The Workers’ Rights Amendment, championed by labor groups across the state, would guarantee the fundamental right of workers to unionize and collectively bargain, and prevent the passage of a state law or local ordinance “that interferes with, negates, or diminishes the right of employees to organize and bargain collectively over their wages, hours, and other terms and conditions of employment and workplace safety, including any law or ordinance that prohibits the execution or application of agreements between employers and labor organizations that represent employees requiring membership in an organization as a condition of employment.”
Hawaii, Missouri and New York have similar collective bargaining rights guarantees in their constitutions, but none have the added language, as Amendment 1 does, that would ban right-to-work laws.
“This is our chance at passing what is essentially a once in a generation opportunity,” said Sixth District International Representative Shad Etchason.

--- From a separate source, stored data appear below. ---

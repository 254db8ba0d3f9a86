use std::path::{Path, PathBuf};

use pinpoint_image::Image;
use pinpoint_imgproc::draw::{draw_filled_circle, draw_rect};
use pinpoint_io::functional::write_image_any_rgb8;

use crate::{
    artifacts::artifact_path,
    boxes::DetectionBox,
    detector::Detections,
    error::GroundingError,
};

const BOX_COLOR: [u8; 3] = [255, 128, 0];
const CENTER_COLOR: [u8; 3] = [0, 0, 255];
const BEST_COLOR: [u8; 3] = [0, 255, 0];
const CENTER_RADIUS: i64 = 10;

/// Renders detections for inspection.
///
/// Visualization is observational: the pipeline logs and ignores any error returned
/// here.
pub trait Visualizer {
    /// Renders every box returned by one detector call.
    ///
    /// Returns the path of the written file, if any.
    fn draw_raw(&self, detections: &Detections) -> Result<Option<PathBuf>, GroundingError>;

    /// Renders the boxes kept by the containment filter and the selected box on the
    /// image they were detected on.
    fn draw_selection(
        &self,
        image: &Image<u8, 3>,
        kept: &[DetectionBox],
        best: &DetectionBox,
    ) -> Result<Option<PathBuf>, GroundingError>;
}

/// Visualizer that draws nothing.
#[derive(Debug, Clone, Copy, Default)]
pub struct NoopVisualizer;

impl Visualizer for NoopVisualizer {
    fn draw_raw(&self, _detections: &Detections) -> Result<Option<PathBuf>, GroundingError> {
        Ok(None)
    }

    fn draw_selection(
        &self,
        _image: &Image<u8, 3>,
        _kept: &[DetectionBox],
        _best: &DetectionBox,
    ) -> Result<Option<PathBuf>, GroundingError> {
        Ok(None)
    }
}

/// Visualizer writing annotated png plots to a directory.
///
/// Boxes are outlined in orange, box centers are blue dots and the selected box
/// center is a green dot.
#[derive(Debug, Clone)]
pub struct PlotVisualizer {
    output_dir: PathBuf,
}

impl PlotVisualizer {
    /// Creates a visualizer writing into `output_dir`.
    pub fn new(output_dir: impl Into<PathBuf>) -> Self {
        Self {
            output_dir: output_dir.into(),
        }
    }

    /// The directory plots are written to.
    pub fn output_dir(&self) -> &Path {
        &self.output_dir
    }

    fn annotate(image: &Image<u8, 3>, boxes: &[DetectionBox]) -> Image<u8, 3> {
        let mut canvas = image.clone();
        for b in boxes {
            let g = &b.scaled;
            draw_rect(
                &mut canvas,
                (g.x_min() as i64, g.y_min() as i64),
                (g.x_max() as i64, g.y_max() as i64),
                BOX_COLOR,
                2,
            );
            draw_filled_circle(&mut canvas, center_px(b), CENTER_RADIUS, CENTER_COLOR);
        }
        canvas
    }

    fn save(&self, canvas: &Image<u8, 3>) -> Result<Option<PathBuf>, GroundingError> {
        let path = artifact_path(&self.output_dir, "detection_result", "png");
        write_image_any_rgb8(&path, canvas)?;
        log::debug!("saved detection plot to {}", path.display());
        Ok(Some(path))
    }
}

fn center_px(b: &DetectionBox) -> (i64, i64) {
    (b.scaled.center.x as i64, b.scaled.center.y as i64)
}

impl Visualizer for PlotVisualizer {
    fn draw_raw(&self, detections: &Detections) -> Result<Option<PathBuf>, GroundingError> {
        let canvas = Self::annotate(&detections.image, &detections.boxes);
        self.save(&canvas)
    }

    fn draw_selection(
        &self,
        image: &Image<u8, 3>,
        kept: &[DetectionBox],
        best: &DetectionBox,
    ) -> Result<Option<PathBuf>, GroundingError> {
        let mut canvas = Self::annotate(image, kept);
        draw_filled_circle(&mut canvas, center_px(best), CENTER_RADIUS, BEST_COLOR);
        self.save(&canvas)
    }
}
use std::path::{Path, PathBuf};

use serde::{Deserialize, Serialize};

use crate::error::GroundingError;

/// Configuration for the refinement pipeline.
#[derive(Debug, Clone, PartialEq, Serialize, Deserialize)]
#[serde(default)]
pub struct RefineConfig {
    /// Confidence cutoff of the coarse pass on the full image.
    pub first_threshold: f64,
    /// Confidence cutoff of the refined pass on the crop.
    pub second_threshold: f64,
    /// Directory receiving cropped images.
    pub output_dir: PathBuf,
    /// Whether to render the raw output of every detector call.
    pub draw_raw: bool,
}

impl Default for RefineConfig {
    fn default() -> Self {
        Self {
            first_threshold: 0.2,
            second_threshold: 0.2,
            output_dir: PathBuf::from("."),
            draw_raw: true,
        }
    }
}

impl RefineConfig {
    /// Loads a configuration from a JSON file. Missing fields take their default.
    pub fn from_json_file(path: impl AsRef<Path>) -> Result<Self, GroundingError> {
        let path = path.as_ref();
        if !path.exists() {
            return Err(GroundingError::NotFound(path.to_path_buf()));
        }
        let file = std::fs::File::open(path)?;
        Ok(serde_json::from_reader(std::io::BufReader::new(file))?)
    }
}
use crate::{boxes::DetectionBox, error::GroundingError, filter::filter_redundant};

/// The outcome of best box selection.
#[derive(Debug, Clone, PartialEq)]
pub struct Selection {
    /// The boxes that survived containment filtering, ascending by confidence.
    pub kept: Vec<DetectionBox>,
    /// The most confident surviving box.
    pub best: DetectionBox,
}

/// Filters out enclosing boxes and picks the most confident survivor.
///
/// Ties are broken by the first occurrence in the filtered order.
///
/// # Errors
///
/// [`GroundingError::InvariantViolation`] if `boxes` is empty.
pub fn select(boxes: &[DetectionBox]) -> Result<Selection, GroundingError> {
    let kept = filter_redundant(boxes)?;

    let best = kept
        .iter()
        .reduce(|best, b| if b.confidence > best.confidence { b } else { best })
        .cloned()
        .ok_or(GroundingError::InvariantViolation(
            "containment filter returned no boxes",
        ))?;

    Ok(Selection { kept, best })
}

/// Returns the most specific, most confident box of `boxes`.
///
/// See [`select`].
pub fn select_best(boxes: &[DetectionBox]) -> Result<DetectionBox, GroundingError> {
    select(boxes).map(|selection| selection.best)
}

With such a game-changing issue on the ballot, IBEW members have been working day and night to get out the yes vote. Hundreds of volunteers from Local 134 alone have been phone banking nearly every day and knocking on thousands of doors to spread the word on how this will help their brothers and sisters, not to mention working people as a whole. IBEW halls have also been the sites of numerous rallies and meetings, as well as trainings.
“Everybody knows this is all hands on deck,” Finn said. “It’s been a heavy lift, but we’re all rolling up our sleeves to get it done.”
The amendment even has bipartisan support. According to Illinois law, a proposed amendment has to go through the state legislature before being put to the voters on Election Day, and it passed both chambers with support from Democrats as well as Republicans.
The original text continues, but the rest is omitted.